Problem to solve: Your task is to repeat each record verbatim, exactly as it was written.

Input for this task:
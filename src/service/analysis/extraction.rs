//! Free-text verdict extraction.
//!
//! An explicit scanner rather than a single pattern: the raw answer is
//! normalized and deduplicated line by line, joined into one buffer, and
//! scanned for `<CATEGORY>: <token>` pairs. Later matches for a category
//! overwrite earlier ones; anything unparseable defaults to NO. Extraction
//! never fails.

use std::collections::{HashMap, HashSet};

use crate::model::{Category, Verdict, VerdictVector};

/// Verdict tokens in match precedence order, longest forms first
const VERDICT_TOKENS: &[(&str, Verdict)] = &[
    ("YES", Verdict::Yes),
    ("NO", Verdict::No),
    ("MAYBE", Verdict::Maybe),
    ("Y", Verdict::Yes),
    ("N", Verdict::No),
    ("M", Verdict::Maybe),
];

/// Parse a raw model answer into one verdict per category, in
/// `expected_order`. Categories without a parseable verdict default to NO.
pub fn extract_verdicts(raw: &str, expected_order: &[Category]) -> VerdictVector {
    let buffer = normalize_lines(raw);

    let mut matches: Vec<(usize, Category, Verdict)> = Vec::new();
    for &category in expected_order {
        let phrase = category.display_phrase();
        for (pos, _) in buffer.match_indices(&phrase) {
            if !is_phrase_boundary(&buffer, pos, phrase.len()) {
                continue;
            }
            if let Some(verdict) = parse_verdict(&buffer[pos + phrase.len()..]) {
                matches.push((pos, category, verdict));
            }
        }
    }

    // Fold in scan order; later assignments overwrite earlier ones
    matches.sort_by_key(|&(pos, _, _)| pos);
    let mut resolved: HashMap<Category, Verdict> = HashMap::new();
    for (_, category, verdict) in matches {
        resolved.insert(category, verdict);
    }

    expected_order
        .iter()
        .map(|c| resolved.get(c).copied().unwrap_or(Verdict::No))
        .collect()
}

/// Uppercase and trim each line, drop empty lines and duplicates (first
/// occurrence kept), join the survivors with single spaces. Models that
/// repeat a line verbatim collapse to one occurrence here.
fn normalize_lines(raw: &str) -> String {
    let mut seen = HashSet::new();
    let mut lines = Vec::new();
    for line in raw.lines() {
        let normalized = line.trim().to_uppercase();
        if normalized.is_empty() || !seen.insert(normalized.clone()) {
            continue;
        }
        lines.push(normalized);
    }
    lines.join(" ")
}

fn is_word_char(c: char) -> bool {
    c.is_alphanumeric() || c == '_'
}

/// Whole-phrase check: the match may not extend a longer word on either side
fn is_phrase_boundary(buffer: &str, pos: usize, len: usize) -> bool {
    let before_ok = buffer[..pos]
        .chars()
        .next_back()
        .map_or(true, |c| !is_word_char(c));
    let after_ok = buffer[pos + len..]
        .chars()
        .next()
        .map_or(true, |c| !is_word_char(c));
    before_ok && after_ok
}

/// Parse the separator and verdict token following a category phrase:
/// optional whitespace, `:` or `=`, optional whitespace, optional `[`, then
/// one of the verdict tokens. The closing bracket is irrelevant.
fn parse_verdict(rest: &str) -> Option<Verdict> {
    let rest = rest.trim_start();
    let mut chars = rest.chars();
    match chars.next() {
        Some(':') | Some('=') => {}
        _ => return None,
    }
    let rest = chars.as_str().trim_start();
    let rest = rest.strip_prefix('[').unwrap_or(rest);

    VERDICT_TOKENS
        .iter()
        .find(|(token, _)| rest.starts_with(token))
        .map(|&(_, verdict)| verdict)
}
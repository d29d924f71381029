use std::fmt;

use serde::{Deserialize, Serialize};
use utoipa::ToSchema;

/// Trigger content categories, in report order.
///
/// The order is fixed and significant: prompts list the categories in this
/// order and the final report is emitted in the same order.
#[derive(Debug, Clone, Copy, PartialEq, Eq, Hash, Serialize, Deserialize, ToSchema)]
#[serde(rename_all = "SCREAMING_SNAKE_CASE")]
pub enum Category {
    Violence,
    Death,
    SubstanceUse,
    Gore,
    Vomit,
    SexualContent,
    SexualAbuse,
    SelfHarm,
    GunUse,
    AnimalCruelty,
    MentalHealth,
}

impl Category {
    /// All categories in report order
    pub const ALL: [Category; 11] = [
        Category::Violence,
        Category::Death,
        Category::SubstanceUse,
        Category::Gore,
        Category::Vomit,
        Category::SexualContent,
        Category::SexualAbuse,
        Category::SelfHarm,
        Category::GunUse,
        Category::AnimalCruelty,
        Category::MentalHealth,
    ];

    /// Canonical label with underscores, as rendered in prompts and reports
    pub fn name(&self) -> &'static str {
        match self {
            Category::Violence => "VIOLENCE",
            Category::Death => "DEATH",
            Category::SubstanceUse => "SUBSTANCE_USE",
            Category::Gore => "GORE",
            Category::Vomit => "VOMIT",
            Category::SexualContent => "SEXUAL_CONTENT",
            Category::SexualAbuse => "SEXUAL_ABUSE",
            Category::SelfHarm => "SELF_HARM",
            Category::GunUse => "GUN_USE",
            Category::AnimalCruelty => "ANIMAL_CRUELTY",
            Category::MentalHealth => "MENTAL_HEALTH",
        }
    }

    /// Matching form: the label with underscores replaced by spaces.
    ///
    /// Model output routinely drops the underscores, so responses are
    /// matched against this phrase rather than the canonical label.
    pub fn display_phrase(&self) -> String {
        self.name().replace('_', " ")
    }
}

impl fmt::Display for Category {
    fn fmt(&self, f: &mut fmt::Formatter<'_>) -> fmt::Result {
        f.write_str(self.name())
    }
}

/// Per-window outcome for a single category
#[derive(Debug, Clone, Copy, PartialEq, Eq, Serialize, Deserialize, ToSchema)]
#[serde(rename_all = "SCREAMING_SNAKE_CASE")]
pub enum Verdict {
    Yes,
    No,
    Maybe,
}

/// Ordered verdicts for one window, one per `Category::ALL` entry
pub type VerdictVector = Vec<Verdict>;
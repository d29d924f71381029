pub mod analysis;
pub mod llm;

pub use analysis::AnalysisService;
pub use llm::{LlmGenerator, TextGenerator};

Answer section:
filename src/service/analysis/extraction.rs
//! Free-text verdict extraction.
//!
//! An explicit scanner rather than a single pattern: the raw answer is
//! normalized and deduplicated line by line, joined into one buffer, and
//! scanned for `<CATEGORY>: <token>` pairs. Later matches for a category
//! overwrite earlier ones; anything unparseable defaults to NO. Extraction
//! never fails.

use std::collections::{HashMap, HashSet};

use crate::model::{Category, Verdict, VerdictVector};

/// Verdict tokens in match precedence order, longest forms first
const VERDICT_TOKENS: &[(&str, Verdict)] = &[
    ("YES", Verdict::Yes),
    ("NO", Verdict::No),
    ("MAYBE", Verdict::Maybe),
    ("Y", Verdict::Yes),
    ("N", Verdict::No),
    ("M", Verdict::Maybe),
];

/// Parse a raw model answer into one verdict per category, in
/// `expected_order`. Categories without a parseable verdict default to NO.
pub fn extract_verdicts(raw: &str, expected_order: &[Category]) -> VerdictVector {
    let buffer = normalize_lines(raw);

    let mut matches: Vec<(usize, Category, Verdict)> = Vec::new();
    for &category in expected_order {
        let phrase = category.display_phrase();
        for (pos, _) in buffer.match_indices(&phrase) {
            if !is_phrase_boundary(&buffer, pos, phrase.len()) {
                continue;
            }
            if let Some(verdict) = parse_verdict(&buffer[pos + phrase.len()..]) {
                matches.push((pos, category, verdict));
            }
        }
    }

    // Fold in scan order; later assignments overwrite earlier ones
    matches.sort_by_key(|&(pos, _, _)| pos);
    let mut resolved: HashMap<Category, Verdict> = HashMap::new();
    for (_, category, verdict) in matches {
        resolved.insert(category, verdict);
    }

    expected_order
        .iter()
        .map(|c| resolved.get(c).copied().unwrap_or(Verdict::No))
        .collect()
}

/// Uppercase and trim each line, drop empty lines and duplicates (first
/// occurrence kept), join the survivors with single spaces. Models that
/// repeat a line verbatim collapse to one occurrence here.
fn normalize_lines(raw: &str) -> String {
    let mut seen = HashSet::new();
    let mut lines = Vec::new();
    for line in raw.lines() {
        let normalized = line.trim().to_uppercase();
        if normalized.is_empty() || !seen.insert(normalized.clone()) {
            continue;
        }
        lines.push(normalized);
    }
    lines.join(" ")
}

fn is_word_char(c: char) -> bool {
    c.is_alphanumeric() || c == '_'
}

/// Whole-phrase check: the match may not extend a longer word on either side
fn is_phrase_boundary(buffer: &str, pos: usize, len: usize) -> bool {
    let before_ok = buffer[..pos]
        .chars()
        .next_back()
        .map_or(true, |c| !is_word_char(c));
    let after_ok = buffer[pos + len..]
        .chars()
        .next()
        .map_or(true, |c| !is_word_char(c));
    before_ok && after_ok
}

/// Parse the separator and verdict token following a category phrase:
/// optional whitespace, `:` or `=`, optional whitespace, optional `[`, then
/// one of the verdict tokens. The closing bracket is irrelevant.
fn parse_verdict(rest: &str) -> Option<Verdict> {
    let rest = rest.trim_start();
    let mut chars = rest.chars();
    match chars.next() {
        Some(':') | Some('=') => {}
        _ => return None,
    }
    let rest = chars.as_str().trim_start();
    let rest = rest.strip_prefix('[').unwrap_or(rest);

    VERDICT_TOKENS
        .iter()
        .find(|(token, _)| rest.starts_with(token))
        .map(|&(_, verdict)| verdict)
}
repository d29d924f71381029
use std::fmt;

use serde::{Deserialize, Serialize};
use utoipa::ToSchema;

/// Trigger content categories, in report order.
///
/// The order is fixed and significant: prompts list the categories in this
/// order and the final report is emitted in the same order.
#[derive(Debug, Clone, Copy, PartialEq, Eq, Hash, Serialize, Deserialize, ToSchema)]
#[serde(rename_all = "SCREAMING_SNAKE_CASE")]
pub enum Category {
    Violence,
    Death,
    SubstanceUse,
    Gore,
    Vomit,
    SexualContent,
    SexualAbuse,
    SelfHarm,
    GunUse,
    AnimalCruelty,
    MentalHealth,
}

impl Category {
    /// All categories in report order
    pub const ALL: [Category; 11] = [
        Category::Violence,
        Category::Death,
        Category::SubstanceUse,
        Category::Gore,
        Category::Vomit,
        Category::SexualContent,
        Category::SexualAbuse,
        Category::SelfHarm,
        Category::GunUse,
        Category::AnimalCruelty,
        Category::MentalHealth,
    ];

    /// Canonical label with underscores, as rendered in prompts and reports
    pub fn name(&self) -> &'static str {
        match self {
            Category::Violence => "VIOLENCE",
            Category::Death => "DEATH",
            Category::SubstanceUse => "SUBSTANCE_USE",
            Category::Gore => "GORE",
            Category::Vomit => "VOMIT",
            Category::SexualContent => "SEXUAL_CONTENT",
            Category::SexualAbuse => "SEXUAL_ABUSE",
            Category::SelfHarm => "SELF_HARM",
            Category::GunUse => "GUN_USE",
            Category::AnimalCruelty => "ANIMAL_CRUELTY",
            Category::MentalHealth => "MENTAL_HEALTH",
        }
    }

    /// Matching form: the label with underscores replaced by spaces.
    ///
    /// Model output routinely drops the underscores, so responses are
    /// matched against this phrase rather than the canonical label.
    pub fn display_phrase(&self) -> String {
        self.name().replace('_', " ")
    }
}

impl fmt::Display for Category {
    fn fmt(&self, f: &mut fmt::Formatter<'_>) -> fmt::Result {
        f.write_str(self.name())
    }
}

/// Per-window outcome for a single category
#[derive(Debug, Clone, Copy, PartialEq, Eq, Serialize, Deserialize, ToSchema)]
#[serde(rename_all = "SCREAMING_SNAKE_CASE")]
pub enum Verdict {
    Yes,
    No,
    Maybe,
}

/// Ordered verdicts for one window, one per `Category::ALL` entry
pub type VerdictVector = Vec<Verdict>;
repository d29d924f71381029
pub mod analysis;
pub mod llm;

pub use analysis::AnalysisService;
pub use llm::{LlmGenerator, TextGenerator};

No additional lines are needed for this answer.